**EXERCISE OBJECTIVE:**
In the entries below, find each line with the word "测试消息内容" and return it.

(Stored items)
* * *
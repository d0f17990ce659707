//! 命令行参数定义
//!
//! 使用clap定义应用程序的命令行接口

use clap::{Parser, Subcommand, ValueEnum};
use std::path::PathBuf;

/// NRPE Vitals - 基于状态转换的 NRPE 主机监控工具
#[derive(Parser, Debug, Clone)]
#[command(
    name = "nrpe-vitals",
    version = crate::VERSION,
    about = crate::APP_DESCRIPTION,
    long_about = None
)]
pub struct Args {
    /// 配置文件路径
    #[arg(
        short,
        long,
        value_name = "FILE",
        help = "配置文件路径",
        env = "NRPE_VITALS_CONFIG",
        global = true
    )]
    pub config: Option<PathBuf>,

    /// 日志级别，未指定时使用配置文件中的 log_level
    #[arg(
        short,
        long,
        value_enum,
        help = "日志级别",
        env = "NRPE_VITALS_LOG_LEVEL",
        global = true
    )]
    pub log_level: Option<LogLevel>,

    /// 输出JSON格式日志
    #[arg(long, help = "输出JSON格式日志", global = true)]
    pub json_logs: bool,

    /// 日志文件路径，指定后不再输出到控制台
    #[arg(long, value_name = "FILE", help = "日志文件路径", global = true)]
    pub log_file: Option<PathBuf>,

    /// 子命令
    #[command(subcommand)]
    pub command: Commands,
}

/// 日志级别枚举
#[derive(ValueEnum, Clone, Copy, Debug, PartialEq)]
pub enum LogLevel {
    /// 跟踪级别
    Trace,
    /// 调试级别
    Debug,
    /// 信息级别
    Info,
    /// 警告级别
    Warn,
    /// 错误级别
    Error,
}

impl From<LogLevel> for log::LevelFilter {
    fn from(level: LogLevel) -> Self {
        match level {
            LogLevel::Trace => log::LevelFilter::Trace,
            LogLevel::Debug => log::LevelFilter::Debug,
            LogLevel::Info => log::LevelFilter::Info,
            LogLevel::Warn => log::LevelFilter::Warn,
            LogLevel::Error => log::LevelFilter::Error,
        }
    }
}

/// 子命令定义
#[derive(Subcommand, Debug, Clone)]
pub enum Commands {
    /// 执行一轮轮询后退出（适合 cron）
    Run,

    /// 按固定间隔持续轮询，直到收到中断信号
    Start {
        /// 轮询间隔（秒），覆盖配置文件
        #[arg(
            short,
            long,
            value_name = "SECONDS",
            help = "轮询间隔（秒）",
            env = "NRPE_VITALS_INTERVAL"
        )]
        interval: Option<u64>,

        /// 并发主机数，覆盖配置文件
        #[arg(short, long, value_name = "COUNT", help = "并发主机数")]
        workers: Option<usize>,
    },

    /// 创建状态数据库表结构
    InitDb,

    /// 列出当前的问题记录
    Status {
        /// 输出格式
        #[arg(short, long, value_enum, default_value = "text", help = "输出格式")]
        format: OutputFormat,
    },

    /// 验证配置文件
    Validate {
        /// 是否显示详细信息
        #[arg(short, long, help = "显示详细信息")]
        verbose: bool,
    },

    /// 生成配置文件模板
    Init {
        /// 配置文件路径
        #[arg(
            value_name = "FILE",
            help = "配置文件路径",
            default_value = "nrpe-vitals.toml"
        )]
        config_path: PathBuf,

        /// 是否覆盖现有文件
        #[arg(short, long, help = "覆盖现有文件")]
        force: bool,
    },

    /// 发送一条测试通知
    TestNotification {
        /// 主机名
        #[arg(short, long, default_value = "nrpe-vitals.example.com", help = "主机名")]
        machine: String,

        /// 检测名称
        #[arg(long, default_value = "test", help = "检测名称")]
        check: String,

        /// 测试消息内容
        #[arg(long, default_value = "This is a test alert", help = "测试消息内容")]
        message: String,

        /// 通知渠道，未指定时使用全部已配置渠道
        #[arg(short, long, value_delimiter = ',', help = "通知渠道")]
        notifier: Vec<String>,
    },

    /// 显示版本信息
    Version {
        /// 输出格式
        #[arg(short, long, value_enum, default_value = "text", help = "输出格式")]
        format: OutputFormat,
    },
}

/// 输出格式枚举
#[derive(ValueEnum, Clone, Copy, Debug, PartialEq)]
pub enum OutputFormat {
    /// 文本格式
    Text,
    /// JSON格式
    Json,
}

impl Args {
    /// 获取配置文件路径
    pub fn get_config_path(&self) -> PathBuf {
        self.config
            .clone()
            .unwrap_or_else(crate::config::get_default_config_path)
    }
}
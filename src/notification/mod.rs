//! 通知模块
//!
//! 提供 syslog、Pushover、邮件和 Twilio 短信通知及分发功能

pub mod dispatch;
pub mod mail;
pub mod pushover;
pub mod sender;
pub mod syslog;
pub mod template;
pub mod twilio;

// 重新导出主要类型
pub use dispatch::{DispatchReport, NotifierKind, NotifierRegistry, ResolvedChannels};
pub use sender::{NotificationEvent, Notifier};
pub use template::craft_sms;
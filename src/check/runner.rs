//! Nagios 插件检测执行器
//!
//! 通过 check_nrpe / check_ping 子进程执行检测，带硬超时

use crate::check::result::{CheckOutcome, CheckResult, STATUS_NRPE_UNREACHABLE, STATUS_UNKNOWN};
use crate::config::{GlobalConfig, MachineConfig, PING_CHECK};
use crate::error::CheckError;
use async_trait::async_trait;
use chrono::Local;
use std::path::PathBuf;
use std::process::Stdio;
use std::time::Duration;
use tokio::process::Command;
use tokio::time::timeout;
use tracing::debug;

/// 检测执行器trait，定义检测接口
#[async_trait]
pub trait CheckRunner: Send + Sync {
    /// 通过 NRPE 执行远端检测
    ///
    /// # 参数
    /// * `check` - 检测名称（远端命令为 `check_<check>`）
    /// * `host` - 连接地址
    /// * `port` - NRPE 端口
    /// * `timeout_duration` - 硬超时
    async fn run_check(
        &self,
        check: &str,
        host: &str,
        port: &str,
        timeout_duration: Duration,
    ) -> Result<CheckOutcome, CheckError>;

    /// 执行可达性检测
    async fn run_ping(
        &self,
        host: &str,
        timeout_duration: Duration,
    ) -> Result<CheckOutcome, CheckError>;
}

/// 基于本地 Nagios 插件的检测执行器
#[derive(Debug, Clone)]
pub struct NagiosCheckRunner {
    /// 插件目录
    check_path: PathBuf,
    /// 插件自身的超时参数（秒）
    plugin_timeout_seconds: u64,
    ping_latency_warn_ms: u32,
    ping_loss_warn_percent: u32,
    ping_latency_crit_ms: u32,
    ping_loss_crit_percent: u32,
    ping_packets: u32,
}

impl NagiosCheckRunner {
    /// 从全局配置创建执行器
    pub fn from_config(global: &GlobalConfig) -> Self {
        Self {
            check_path: global.nagios_check_path.clone(),
            plugin_timeout_seconds: global.check_timeout_seconds,
            ping_latency_warn_ms: global.ping_latency_warn_ms,
            ping_loss_warn_percent: global.ping_loss_warn_percent,
            ping_latency_crit_ms: global.ping_latency_crit_ms,
            ping_loss_crit_percent: global.ping_loss_crit_percent,
            ping_packets: global.ping_packets,
        }
    }

    /// 构建 check_nrpe 命令行
    pub fn nrpe_command(&self, check: &str, host: &str, port: &str) -> (PathBuf, Vec<String>) {
        let program = self.check_path.join("check_nrpe");
        let args = vec![
            "-t".to_string(),
            self.plugin_timeout_seconds.to_string(),
            "-H".to_string(),
            host.to_string(),
            "-c".to_string(),
            format!("check_{check}"),
            "-p".to_string(),
            port.to_string(),
        ];
        (program, args)
    }

    /// 构建 check_ping 命令行
    pub fn ping_command(&self, host: &str) -> (PathBuf, Vec<String>) {
        let program = self.check_path.join("check_ping");
        let args = vec![
            "-t".to_string(),
            self.plugin_timeout_seconds.to_string(),
            "-H".to_string(),
            host.to_string(),
            "-w".to_string(),
            format!(
                "{},{}%",
                self.ping_latency_warn_ms, self.ping_loss_warn_percent
            ),
            "-c".to_string(),
            format!(
                "{},{}%",
                self.ping_latency_crit_ms, self.ping_loss_crit_percent
            ),
            "-p".to_string(),
            self.ping_packets.to_string(),
        ];
        (program, args)
    }

    /// 运行插件子进程并等待结果
    async fn execute(
        &self,
        program: PathBuf,
        args: Vec<String>,
        check: &str,
        host: &str,
        timeout_duration: Duration,
    ) -> Result<CheckOutcome, CheckError> {
        debug!("执行检测插件: {} {}", program.display(), args.join(" "));

        let child = Command::new(&program)
            .args(&args)
            .stdin(Stdio::null())
            .stdout(Stdio::piped())
            .stderr(Stdio::null())
            .kill_on_drop(true)
            .spawn()
            .map_err(|e| CheckError::RunnerError(format!("{}: {e}", program.display())))?;

        // 超时后 future 被丢弃，kill_on_drop 负责结束子进程
        let output = match timeout(timeout_duration, child.wait_with_output()).await {
            Ok(Ok(output)) => output,
            Ok(Err(e)) => {
                return Err(CheckError::RunnerError(format!(
                    "{}: {e}",
                    program.display()
                )))
            }
            Err(_) => {
                return Err(CheckError::Timeout {
                    check: check.to_string(),
                    host: host.to_string(),
                })
            }
        };

        let status = output.status.code().unwrap_or(STATUS_UNKNOWN);
        let message = String::from_utf8_lossy(&output.stdout).trim_end().to_string();

        Ok(CheckOutcome::new(status, message))
    }
}

#[async_trait]
impl CheckRunner for NagiosCheckRunner {
    async fn run_check(
        &self,
        check: &str,
        host: &str,
        port: &str,
        timeout_duration: Duration,
    ) -> Result<CheckOutcome, CheckError> {
        let (program, args) = self.nrpe_command(check, host, port);
        let outcome = self
            .execute(program, args, check, host, timeout_duration)
            .await?;

        // check_nrpe 在连接失败时只给出退出码
        if outcome.status == STATUS_NRPE_UNREACHABLE {
            return Err(CheckError::ConnectionRefused {
                check: check.to_string(),
                host: host.to_string(),
            });
        }

        Ok(outcome)
    }

    async fn run_ping(
        &self,
        host: &str,
        timeout_duration: Duration,
    ) -> Result<CheckOutcome, CheckError> {
        let (program, args) = self.ping_command(host);
        self.execute(program, args, PING_CHECK, host, timeout_duration)
            .await
    }
}

/// 对一台主机执行一次检测并生成检测结果
///
/// 超时和连接拒绝被折叠为非零结果，只有插件无法执行时返回错误。
pub async fn execute_check(
    runner: &dyn CheckRunner,
    machine: &MachineConfig,
    check: &str,
    timeout_duration: Duration,
) -> Result<CheckResult, CheckError> {
    let timestamp = Local::now();
    let host = machine.host();
    let port = machine.port();

    let raw = if check == PING_CHECK {
        runner.run_ping(host, timeout_duration).await
    } else {
        runner.run_check(check, host, port, timeout_duration).await
    };

    let outcome = match raw {
        Ok(outcome) => outcome,
        Err(error) => match CheckOutcome::from_error(&error) {
            Some(folded) => {
                debug!("检测错误折叠为结果: {}", error);
                folded
            }
            None => return Err(error),
        },
    };

    Ok(
        CheckResult::new(machine.name.clone(), check, outcome.status, outcome.message)
            .with_endpoint(host, port)
            .with_timestamp(timestamp),
    )
}
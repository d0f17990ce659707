//! 状态协调集成测试
//!
//! 覆盖多轮检测下的通知次数与持久化状态。

mod common;

use chrono::{Local, TimeZone};
use common::{registry_with, temp_connection, RecordingNotifier};
use nrpe_vitals::check::CheckResult;
use nrpe_vitals::reconciler::{Reconciler, Transition};
use nrpe_vitals::store::CheckRecord;

fn names(list: &[&str]) -> Vec<String> {
    list.iter().map(|n| n.to_string()).collect()
}

#[tokio::test]
async fn test_repeated_problem_notifies_once() {
    let (_dir, _store, conn) = temp_connection().await;
    let syslog = RecordingNotifier::new("syslog");
    let registry = registry_with(&[syslog.clone()]);
    let reconciler = Reconciler::new(conn.clone(), registry.resolve(&names(&["syslog"])));

    for _ in 0..10 {
        let result = CheckResult::new("web1", "load", 1, "load high");
        reconciler.reconcile(&result).await.unwrap();
    }

    assert_eq!(syslog.count(), 1);
    let record = conn.get("web1", "load").await.unwrap().unwrap();
    assert_eq!(record.status, 1);
}

#[tokio::test]
async fn test_recovery_deletes_row_and_notifies() {
    let (_dir, _store, conn) = temp_connection().await;
    let syslog = RecordingNotifier::new("syslog");
    let registry = registry_with(&[syslog.clone()]);
    let reconciler = Reconciler::new(conn.clone(), registry.resolve(&names(&["syslog"])));

    reconciler
        .reconcile(&CheckResult::new("web1", "http", 2, "down"))
        .await
        .unwrap();
    let outcome = reconciler
        .reconcile(&CheckResult::new("web1", "http", 0, "up again"))
        .await
        .unwrap();

    assert_eq!(outcome.transition, Transition::Recovered { from: 2 });
    assert_eq!(outcome.prior.map(|r| r.status), Some(2));
    assert!(conn.get("web1", "http").await.unwrap().is_none());

    let events = syslog.events();
    assert_eq!(events.len(), 2);
    assert_eq!(events[1].message, "up again");
    assert_eq!(events[1].transition, Transition::Recovered { from: 2 });
}

#[tokio::test]
async fn test_healthy_results_are_silent() {
    let (_dir, _store, conn) = temp_connection().await;
    let syslog = RecordingNotifier::new("syslog");
    let registry = registry_with(&[syslog.clone()]);
    let reconciler = Reconciler::new(conn.clone(), registry.resolve(&names(&["syslog"])));

    for _ in 0..3 {
        let outcome = reconciler
            .reconcile(&CheckResult::new("web1", "http", 0, "ok"))
            .await
            .unwrap();
        assert_eq!(outcome.transition, Transition::Healthy);
        assert!(!outcome.notified());
    }

    assert_eq!(syslog.count(), 0);
    assert!(conn.list_problems().await.unwrap().is_empty());
}

#[tokio::test]
async fn test_severity_change_notifies_and_updates() {
    let (_dir, _store, conn) = temp_connection().await;
    let syslog = RecordingNotifier::new("syslog");
    let registry = registry_with(&[syslog.clone()]);
    let reconciler = Reconciler::new(conn.clone(), registry.resolve(&names(&["syslog"])));

    reconciler
        .reconcile(&CheckResult::new("db", "disk1", 1, "disk warning"))
        .await
        .unwrap();
    let outcome = reconciler
        .reconcile(&CheckResult::new("db", "disk1", 2, "disk critical"))
        .await
        .unwrap();

    assert_eq!(outcome.transition, Transition::StatusChanged { from: 1, to: 2 });
    assert_eq!(syslog.count(), 2);
    assert_eq!(conn.get("db", "disk1").await.unwrap().unwrap().status, 2);
}

#[tokio::test]
async fn test_disk_scenario() {
    let (_dir, _store, conn) = temp_connection().await;
    let syslog = RecordingNotifier::new("syslog");
    let pushover = RecordingNotifier::new("pushover");
    let registry = registry_with(&[syslog.clone(), pushover.clone()]);
    let reconciler = Reconciler::new(
        conn.clone(),
        registry.resolve(&names(&["syslog", "pushover"])),
    );
    let t1 = Local.with_ymd_and_hms(2018, 2, 22, 12, 0, 0).unwrap();
    let t2 = Local.with_ymd_and_hms(2018, 2, 22, 12, 5, 0).unwrap();
    let t3 = Local.with_ymd_and_hms(2018, 2, 22, 12, 10, 0).unwrap();

    // 第一轮：出现问题
    let first = CheckResult::new("db.example.com", "disk1", 2, "disk nok").with_timestamp(t1);
    let outcome = reconciler.reconcile(&first).await.unwrap();
    assert_eq!(outcome.transition, Transition::NewProblem { status: 2 });

    let expected_row = CheckRecord::new("db.example.com", "disk1", 2, t1.timestamp());
    assert_eq!(
        conn.get("db.example.com", "disk1").await.unwrap(),
        Some(expected_row.clone())
    );
    assert_eq!(syslog.count(), 1);
    assert_eq!(pushover.count(), 1);
    assert!(syslog.events()[0].message.contains("disk nok"));

    // 第二轮：同一问题，不通知，记录不变
    let second = CheckResult::new("db.example.com", "disk1", 2, "disk nok").with_timestamp(t2);
    let outcome = reconciler.reconcile(&second).await.unwrap();
    assert_eq!(outcome.transition, Transition::StillProblem { status: 2 });
    assert!(!outcome.notified());
    assert_eq!(
        conn.get("db.example.com", "disk1").await.unwrap(),
        Some(expected_row)
    );
    assert_eq!(syslog.count(), 1);
    assert_eq!(pushover.count(), 1);

    // 第三轮：恢复
    let third = CheckResult::new("db.example.com", "disk1", 0, "disk ok").with_timestamp(t3);
    let outcome = reconciler.reconcile(&third).await.unwrap();
    assert_eq!(outcome.transition, Transition::Recovered { from: 2 });
    assert!(conn.get("db.example.com", "disk1").await.unwrap().is_none());
    assert_eq!(syslog.count(), 2);
    assert_eq!(pushover.count(), 2);
    assert_eq!(
        syslog.events()[1].transition,
        Transition::Recovered { from: 2 }
    );
}

#[tokio::test]
async fn test_unknown_notifier_is_dropped() {
    let (_dir, _store, conn) = temp_connection().await;
    let syslog = RecordingNotifier::new("syslog");
    let registry = registry_with(&[syslog.clone()]);
    let reconciler = Reconciler::new(conn, registry.resolve(&names(&["syslog", "bogus"])));

    let outcome = reconciler
        .reconcile(&CheckResult::new("web1", "http", 2, "down"))
        .await
        .unwrap();

    let report = outcome.dispatch.unwrap();
    assert_eq!(report.delivered, vec!["syslog".to_string()]);
    assert_eq!(report.unknown, vec!["bogus".to_string()]);
    assert!(!report.no_valid_notifier);
    assert_eq!(syslog.count(), 1);
}

#[tokio::test]
async fn test_only_unknown_notifiers_still_commit() {
    let (_dir, _store, conn) = temp_connection().await;
    let registry = registry_with(&[]);
    let reconciler = Reconciler::new(conn.clone(), registry.resolve(&names(&["bogus"])));

    let outcome = reconciler
        .reconcile(&CheckResult::new("web1", "http", 2, "down"))
        .await
        .unwrap();

    assert!(outcome.dispatch.unwrap().no_valid_notifier);
    assert_eq!(conn.get("web1", "http").await.unwrap().unwrap().status, 2);
}

#[tokio::test]
async fn test_failed_delivery_keeps_committed_state() {
    let (_dir, _store, conn) = temp_connection().await;
    let broken = RecordingNotifier::failing("pushover");
    let syslog = RecordingNotifier::new("syslog");
    let registry = registry_with(&[broken.clone(), syslog.clone()]);
    let reconciler = Reconciler::new(
        conn.clone(),
        registry.resolve(&names(&["pushover", "syslog"])),
    );

    let outcome = reconciler
        .reconcile(&CheckResult::new("web1", "http", 2, "down"))
        .await
        .unwrap();
    let report = outcome.dispatch.unwrap();
    assert_eq!(report.failed, vec!["pushover".to_string()]);
    assert_eq!(report.delivered, vec!["syslog".to_string()]);

    // 下一轮相同状态不会重发
    reconciler
        .reconcile(&CheckResult::new("web1", "http", 2, "down"))
        .await
        .unwrap();
    assert_eq!(broken.count(), 1);
    assert_eq!(syslog.count(), 1);
}

#[tokio::test]
async fn test_clear_is_idempotent() {
    let (_dir, _store, conn) = temp_connection().await;

    conn.upsert_problem("web1", "http", 2, 100).await.unwrap();
    conn.clear("web1", "http").await.unwrap();
    conn.clear("web1", "http").await.unwrap();

    assert!(conn.get("web1", "http").await.unwrap().is_none());
}

#[tokio::test]
async fn test_keys_are_independent() {
    let (_dir, _store, conn) = temp_connection().await;
    let syslog = RecordingNotifier::new("syslog");
    let registry = registry_with(&[syslog.clone()]);
    let reconciler = Reconciler::new(conn.clone(), registry.resolve(&names(&["syslog"])));

    reconciler
        .reconcile(&CheckResult::new("web1", "http", 2, "down"))
        .await
        .unwrap();
    reconciler
        .reconcile(&CheckResult::new("web2", "http", 2, "down"))
        .await
        .unwrap();
    reconciler
        .reconcile(&CheckResult::new("web1", "http", 0, "up"))
        .await
        .unwrap();

    let problems = conn.list_problems().await.unwrap();
    assert_eq!(problems.len(), 1);
    assert_eq!(problems[0].machine, "web2");
    assert_eq!(syslog.count(), 3);
}
//! 状态转换决策
//!
//! 纯函数：只比较持久化的状态码，不看消息文本。

use crate::store::CheckRecord;
use serde::Serialize;

/// 一次检测相对于历史状态的转换
#[derive(Debug, Clone, Copy, PartialEq, Eq, Serialize)]
#[serde(tag = "kind", rename_all = "snake_case")]
pub enum Transition {
    /// 之前健康，现在仍健康
    Healthy,
    /// 之前健康，现在出现问题
    NewProblem { status: i32 },
    /// 问题持续，状态码不变
    StillProblem { status: i32 },
    /// 问题持续，状态码改变
    StatusChanged { from: i32, to: i32 },
    /// 问题恢复
    Recovered { from: i32 },
}

/// 转换对应的存储修改
#[derive(Debug, Clone, Copy, PartialEq, Eq)]
pub enum Mutation {
    Keep,
    Insert,
    Update,
    Delete,
}

impl Transition {
    /// 是否需要发送通知
    pub fn should_notify(&self) -> bool {
        matches!(
            self,
            Transition::NewProblem { .. }
                | Transition::StatusChanged { .. }
                | Transition::Recovered { .. }
        )
    }

    /// 转换要求的存储修改
    pub fn mutation(&self) -> Mutation {
        match self {
            Transition::Healthy | Transition::StillProblem { .. } => Mutation::Keep,
            Transition::NewProblem { .. } => Mutation::Insert,
            Transition::StatusChanged { .. } => Mutation::Update,
            Transition::Recovered { .. } => Mutation::Delete,
        }
    }

    /// 日志中使用的短名称
    pub fn label(&self) -> &'static str {
        match self {
            Transition::Healthy => "healthy",
            Transition::NewProblem { .. } => "new_problem",
            Transition::StillProblem { .. } => "still_problem",
            Transition::StatusChanged { .. } => "status_changed",
            Transition::Recovered { .. } => "recovered",
        }
    }
}

/// 根据历史记录和新状态码决定转换
pub fn decide(prior: Option<&CheckRecord>, status: i32) -> Transition {
    match (prior, status) {
        (None, 0) => Transition::Healthy,
        (None, status) => Transition::NewProblem { status },
        (Some(record), 0) => Transition::Recovered {
            from: record.status,
        },
        (Some(record), status) if record.status == status => Transition::StillProblem { status },
        (Some(record), status) => Transition::StatusChanged {
            from: record.status,
            to: status,
        },
    }
}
* * *
**RESPONSE TO THIS TASK:**
        /// 测试消息内容
        #[arg(long, default_value = "This is a test alert", help = "测试消息内容")]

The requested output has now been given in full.